Within minutes of his promotion, Twitter users trawled through Agrawal's old tweets, a familiar method that has spelled acknowledged disaster for many before. Although most of the tweets were dull, some users leaped on a tweet from Oct. 26, 2010, which said, "If they are not gonna make a distinction between muslims and extremists, then why should I distinguish between white people and racists."
A screenshot of the following tweet suggests Agrawal was quoting Aasif Mandvi from The Daily Show.
The unearthed tweet caused critics to make noise, who called the statement racist and a bad omen for Agrawal's approach to free speech on the platform.
Dorsey co-founded Twitter with Evan Williams, Biz Stone and Noah Glass back in 2006 and served as CEO until 2008. He later reverted to the CEO role in 2015 after former CEO Dick Costolo resigned. He has a net worth of approximately $11.8 billion, according to real-time tracking by Forbes.
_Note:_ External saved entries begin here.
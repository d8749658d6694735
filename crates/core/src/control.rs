//! Cooperative cancellation and progress reporting for corpus-wide loops.

use crate::error::{PhonoError, Result};

const DEFAULT_PROGRESS_INTERVAL: usize = 100;

type StopCheck<'a> = Box<dyn Fn() -> bool + Send + Sync + 'a>;
type ProgressCallback<'a> = Box<dyn Fn(usize, usize) + Send + Sync + 'a>;

/// Stop predicate and progress callback polled by long-running analyses.
///
/// The stop predicate is checked once per loop iteration; the progress
/// callback receives `(done, total)` every `interval` iterations and once
/// at the end.
pub struct BatchControl<'a> {
    stop: Option<StopCheck<'a>>,
    progress: Option<ProgressCallback<'a>>,
    interval: usize,
}

impl Default for BatchControl<'_> {
    fn default() -> Self {
        Self {
            stop: None,
            progress: None,
            interval: DEFAULT_PROGRESS_INTERVAL,
        }
    }
}

impl<'a> BatchControl<'a> {
    pub fn new() -> Self {
        Self::default()
    }

    pub fn with_stop<F>(mut self, stop: F) -> Self
    where
        F: Fn() -> bool + Send + Sync + 'a,
    {
        self.stop = Some(Box::new(stop));
        self
    }

    pub fn with_progress<F>(mut self, progress: F) -> Self
    where
        F: Fn(usize, usize) + Send + Sync + 'a,
    {
        self.progress = Some(Box::new(progress));
        self
    }

    pub fn with_interval(mut self, interval: usize) -> Self {
        self.interval = interval.max(1);
        self
    }

    /// `Err(Cancelled)` once the stop predicate fires.
    pub fn check_stop(&self) -> Result<()> {
        match &self.stop {
            Some(stop) if stop() => Err(PhonoError::Cancelled),
            _ => Ok(()),
        }
    }

    /// Report progress if `done` falls on the interval or completes the loop.
    pub fn tick(&self, done: usize, total: usize) {
        if let Some(progress) = &self.progress {
            if done % self.interval == 0 || done == total {
                progress(done, total);
            }
        }
    }

    /// `check_stop` followed by `tick`, for the top of a loop body.
    pub fn step(&self, done: usize, total: usize) -> Result<()> {
        self.check_stop()?;
        self.tick(done, total);
        Ok(())
    }

    /// Same stop predicate, no progress reporting. Used for analyses nested
    /// inside an outer loop that reports its own progress.
    pub fn stop_only(&self) -> BatchControl<'_> {
        BatchControl {
            stop: self
                .stop
                .as_ref()
                .map(|stop| Box::new(move || stop()) as StopCheck<'_>),
            progress: None,
            interval: self.interval,
        }
    }
}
"There's a lot of talk about the importance of a company being 'founder led'," Dorsey said in an email to employees shared on Twitter Monday. "Ultimately, I believe that's severely limiting and a single point of failure. I've worked hard to ensure this company can break away from its founding and founders."
Dorsey will be replaced by Twitter chief technology officer Parag Agrawal, who the social media giant's board has unanimously appointed.
"He's been my choice for some time given how deeply he understands the company and its needs," Dorsey said. "Parag has been behind every critical decision that has turned this company around."
He also revealed his confidence in incoming independent board chairman Bret Taylor.
"He understands entrepreneurship, taking risks, companies at massive scale, technology, product and he's an engineer," Dorsey said. "All of the things the board and the company deserve right now."
In addition, he praised the ambition and potential of the Twitter team.
The news, first reported by CNBC, caused Twitter shares to be halted during Monday's trading session after rising in pre-market trading.
"I want you all to know that this was my decision and I own it. It was a tough one for me, of course. I love this service and company…and all of you so much. I'm really sad…yet really happy." Dorsey concluded. There aren't many companies that get to this level. And there aren't many founders that choose their company over their ego. I know we'll prove this was the right move."